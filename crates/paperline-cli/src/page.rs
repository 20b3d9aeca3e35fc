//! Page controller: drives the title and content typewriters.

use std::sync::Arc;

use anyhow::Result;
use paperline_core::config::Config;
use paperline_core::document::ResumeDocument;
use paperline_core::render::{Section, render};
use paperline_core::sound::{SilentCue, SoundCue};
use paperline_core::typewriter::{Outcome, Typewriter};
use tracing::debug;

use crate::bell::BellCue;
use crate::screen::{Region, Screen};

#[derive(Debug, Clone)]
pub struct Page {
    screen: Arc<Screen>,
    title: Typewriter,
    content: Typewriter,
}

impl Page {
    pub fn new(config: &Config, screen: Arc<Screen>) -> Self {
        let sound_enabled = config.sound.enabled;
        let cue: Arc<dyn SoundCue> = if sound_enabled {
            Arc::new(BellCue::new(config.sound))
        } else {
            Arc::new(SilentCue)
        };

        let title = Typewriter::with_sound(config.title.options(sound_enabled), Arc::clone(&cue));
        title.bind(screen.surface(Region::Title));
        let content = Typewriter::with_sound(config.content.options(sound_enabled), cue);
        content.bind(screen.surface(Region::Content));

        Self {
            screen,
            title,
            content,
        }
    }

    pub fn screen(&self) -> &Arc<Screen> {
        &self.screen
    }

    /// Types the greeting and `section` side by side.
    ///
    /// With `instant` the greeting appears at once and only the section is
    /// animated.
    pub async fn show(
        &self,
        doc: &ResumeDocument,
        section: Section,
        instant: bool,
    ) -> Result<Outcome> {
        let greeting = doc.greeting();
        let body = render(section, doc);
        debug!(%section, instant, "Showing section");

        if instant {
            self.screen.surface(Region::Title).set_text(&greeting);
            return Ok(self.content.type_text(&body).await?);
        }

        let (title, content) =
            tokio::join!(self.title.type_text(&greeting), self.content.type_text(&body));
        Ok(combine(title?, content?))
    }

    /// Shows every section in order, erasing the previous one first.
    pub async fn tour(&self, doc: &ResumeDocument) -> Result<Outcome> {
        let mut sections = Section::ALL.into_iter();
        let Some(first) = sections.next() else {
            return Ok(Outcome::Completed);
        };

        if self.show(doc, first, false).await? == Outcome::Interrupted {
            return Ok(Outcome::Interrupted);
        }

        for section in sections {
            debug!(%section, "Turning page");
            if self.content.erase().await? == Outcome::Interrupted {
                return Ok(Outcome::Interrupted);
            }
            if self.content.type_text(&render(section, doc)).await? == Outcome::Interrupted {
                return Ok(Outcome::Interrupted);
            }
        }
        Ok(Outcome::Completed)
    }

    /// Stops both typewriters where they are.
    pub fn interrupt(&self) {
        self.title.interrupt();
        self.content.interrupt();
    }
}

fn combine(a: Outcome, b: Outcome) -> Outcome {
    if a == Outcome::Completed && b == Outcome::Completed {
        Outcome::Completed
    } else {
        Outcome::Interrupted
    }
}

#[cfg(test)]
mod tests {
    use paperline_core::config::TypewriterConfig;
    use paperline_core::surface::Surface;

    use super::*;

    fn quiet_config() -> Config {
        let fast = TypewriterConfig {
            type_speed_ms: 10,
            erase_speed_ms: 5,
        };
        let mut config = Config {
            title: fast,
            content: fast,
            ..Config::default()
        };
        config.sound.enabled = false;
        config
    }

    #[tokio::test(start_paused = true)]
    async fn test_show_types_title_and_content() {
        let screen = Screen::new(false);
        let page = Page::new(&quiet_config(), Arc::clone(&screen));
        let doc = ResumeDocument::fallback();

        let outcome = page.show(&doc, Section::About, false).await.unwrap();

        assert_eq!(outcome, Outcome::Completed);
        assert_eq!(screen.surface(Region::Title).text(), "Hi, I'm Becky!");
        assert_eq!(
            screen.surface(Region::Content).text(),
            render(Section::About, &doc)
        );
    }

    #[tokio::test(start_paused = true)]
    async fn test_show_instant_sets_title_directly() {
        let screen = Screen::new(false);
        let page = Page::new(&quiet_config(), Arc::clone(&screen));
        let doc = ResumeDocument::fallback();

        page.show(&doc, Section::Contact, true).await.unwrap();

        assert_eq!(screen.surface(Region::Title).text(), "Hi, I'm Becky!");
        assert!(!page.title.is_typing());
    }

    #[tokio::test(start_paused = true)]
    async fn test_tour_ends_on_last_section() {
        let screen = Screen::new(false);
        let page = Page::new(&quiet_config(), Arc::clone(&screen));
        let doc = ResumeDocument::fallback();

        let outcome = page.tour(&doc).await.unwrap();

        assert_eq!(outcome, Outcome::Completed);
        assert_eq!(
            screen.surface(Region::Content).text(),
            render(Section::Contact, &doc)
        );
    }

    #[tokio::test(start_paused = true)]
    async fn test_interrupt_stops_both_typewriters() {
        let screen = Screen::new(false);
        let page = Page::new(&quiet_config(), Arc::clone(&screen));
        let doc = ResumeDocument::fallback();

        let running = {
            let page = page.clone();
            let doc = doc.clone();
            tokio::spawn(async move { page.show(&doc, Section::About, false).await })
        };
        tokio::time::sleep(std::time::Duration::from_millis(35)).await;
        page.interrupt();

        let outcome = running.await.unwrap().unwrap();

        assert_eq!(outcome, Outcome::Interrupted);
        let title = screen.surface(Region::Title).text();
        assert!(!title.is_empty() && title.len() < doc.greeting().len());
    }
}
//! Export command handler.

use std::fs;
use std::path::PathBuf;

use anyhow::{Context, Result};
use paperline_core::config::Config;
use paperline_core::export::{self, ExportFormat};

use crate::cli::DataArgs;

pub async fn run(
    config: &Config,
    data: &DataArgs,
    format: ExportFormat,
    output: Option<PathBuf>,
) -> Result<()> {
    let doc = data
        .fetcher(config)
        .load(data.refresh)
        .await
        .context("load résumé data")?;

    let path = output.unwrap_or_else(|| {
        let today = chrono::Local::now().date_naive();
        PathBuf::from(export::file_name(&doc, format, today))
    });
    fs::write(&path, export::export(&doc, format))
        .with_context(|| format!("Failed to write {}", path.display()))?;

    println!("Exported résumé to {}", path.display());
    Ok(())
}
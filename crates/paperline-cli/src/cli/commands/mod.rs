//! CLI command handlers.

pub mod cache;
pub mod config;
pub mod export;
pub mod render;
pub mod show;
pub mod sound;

◆ DESCRIPTION OF THE TASK ◆
Look for the word "body" in the data, then return every line that contains it.

◆ ANSWER BOX ◆
        let body = render(section, doc);
            return Ok(self.content.type_text(&body).await?);
            tokio::join!(self.title.type_text(&greeting), self.content.type_text(&body));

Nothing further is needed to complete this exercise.